No es exageración sostener aquello, toda vez que se habla que el país existe un déficit de médicos –sobre todo especialistas– que algunos estudios sostienen que llegan ¡a 12 mil! ¿Por qué faltan tantos médicos? ¿Pocas carreras, pocas universidades, pocos titulados? Sólo variables.
Si por algún motivo cualquier persona en Chile tuviera una enfermedad que necesitara pabellón, en el sistema público después de una interconsulta podría esperar a lo menos meses, siendo años la norma. Si esa misma persona con la misma urgencia tuviera el dinero y se dirigiera a una clínica privada y pidiera un pabellón, la espera se reduciría a semanas, o a días según sea el sector donde esté esa clínica. ¿Qué ocurre entonces? ¿Faltan o no faltan médicos?
La realidad es que los médicos prefieren trabajar en un tipo de sistema y con mucha suerte dejan un día o a lo más un par de días al sistema público. Se calculan alrededor de 56 mil médicos en Chile. Nada podemos hacer con la distribución de su tiempo o decirles dónde tienen que trabajar, pero claramente escogen un sistema versus el otro, porque en el otro sistema aun con su estructura o problemas estructurales que están teniendo les conviene más estar allí, o se les hace más cómodo y también rentable. Interesante debate se abre de vocación, incentivos, elección, empatía y egoísmo a propósito de esta “debacle”, más que de salud, financiera.
Chile es más de 3 millones de personas. El sistema público de Fonasa opera en todas las entidades privadas. Perfectamente con tiempo y en forma eficiente podría absorber a la población restante y todo el mundo que conoce de salud, evidentemente lo sabe. Difícil es para alguien que se la jugó por un negocio ver que su negocio deja de serlo, pero no por eso las reglas del mercado tienen que desaparecer y correr a las reglas del Estado que tanto critican para que este los salve.

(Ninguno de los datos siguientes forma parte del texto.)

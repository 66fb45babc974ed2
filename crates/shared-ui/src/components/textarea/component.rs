use dioxus::prelude::*;

/// Multi-line text input with an optional label.
#[component]
pub fn Textarea(
    #[props(default)] value: String,
    #[props(default)] on_input: EventHandler<FormEvent>,
    #[props(default)] placeholder: String,
    #[props(default)] label: String,
    #[props(default = false)] disabled: bool,
    #[props(extends = GlobalAttributes)] attributes: Vec<Attribute>,
) -> Element {
    let base = vec![Attribute::new("class", "textarea", None, false)];
    let merged = dioxus_primitives::merge_attributes(vec![base, attributes]);

    rsx! {
        document::Link { rel: "stylesheet", href: asset!("./style.css") }
        div { class: "textarea-wrapper",
            if !label.is_empty() {
                label { class: "textarea-label", "{label}" }
            }
            textarea {
                value: value,
                placeholder: placeholder,
                disabled: disabled,
                oninput: move |evt| on_input.call(evt),
                ..merged,
            }
        }
    }
}
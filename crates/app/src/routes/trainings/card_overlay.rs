use chrono::NaiveDate;
use dioxus::prelude::*;
use shared_types::{Training, TrainingStatus};
use shared_ui::components::{
    Badge, BadgeVariant, Button, ButtonVariant, Dialog, DialogClose, DialogDescription,
    DialogTitle,
};

use crate::routes::Route;

/// Read-only training summary layered over the list, with a link to the
/// full detail page. Renders nothing while no training is selected.
#[component]
pub fn TrainingCardOverlay(
    training: Option<Training>,
    today: NaiveDate,
    on_close: EventHandler<()>,
) -> Element {
    let Some(training) = training else {
        return rsx! {};
    };

    let status = training.status(today);
    let status_variant = match status {
        TrainingStatus::Ongoing => BadgeVariant::Primary,
        TrainingStatus::Finished => BadgeVariant::Destructive,
    };
    let start = crate::format_helpers::format_date_human(training.start_date);
    let end = crate::format_helpers::format_date_human(training.end_date);
    let training_id = training.id;

    rsx! {
        Dialog {
            open: true,
            on_close: move |_| on_close.call(()),
            DialogClose { on_close: move |_| on_close.call(()) }
            DialogTitle { "{training.title}" }
            DialogDescription { "{training.category}" }

            div { class: "overlay-section",
                p { "{training.description}" }
            }
            div { class: "overlay-section",
                span { class: "training-card-dates", "{start} \u{2013} {end}" }
            }
            div { class: "overlay-section",
                Badge { variant: status_variant, {status.label()} }
            }

            div { class: "overlay-actions",
                Link { to: Route::TrainingDetail { id: training_id },
                    Button { variant: ButtonVariant::Secondary, "Details" }
                }
            }
        }
    }
}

El Estado de Chile en plena dictadura, cuando se fraguaba esta forma de vivir que tenemos hoy, ya en ese momento tuvo que salvar a todos los bancos –algunos recientemente pudieron pagar esa deuda– porque de lo contrario – decían– nos hubieran caído todos los males. ¿Queremos volver a salvar a un negocio que como la historia demuestra siempre ha sido despiadado con las mismas personas?
Ojalá que el Poder Ejecutivo de turno no termine por nuevamente ceder a todo el poder vertical que arrastra este negocio. Quizás lo más difícil no es mover a 3 millones de personas a otro sistema: lo más difícil es que estas 3 millones de personas “se rebajen” a la idea de estar en el otro sistema donde están más de 13 millones. Quizás eso es lo que verdaderamente más los aterra: perder el apartheid construido en materia de salud, educación, vivienda, cultura, etcétera y etcétera. Difícil tarea. Veremos cuanta convicción queda.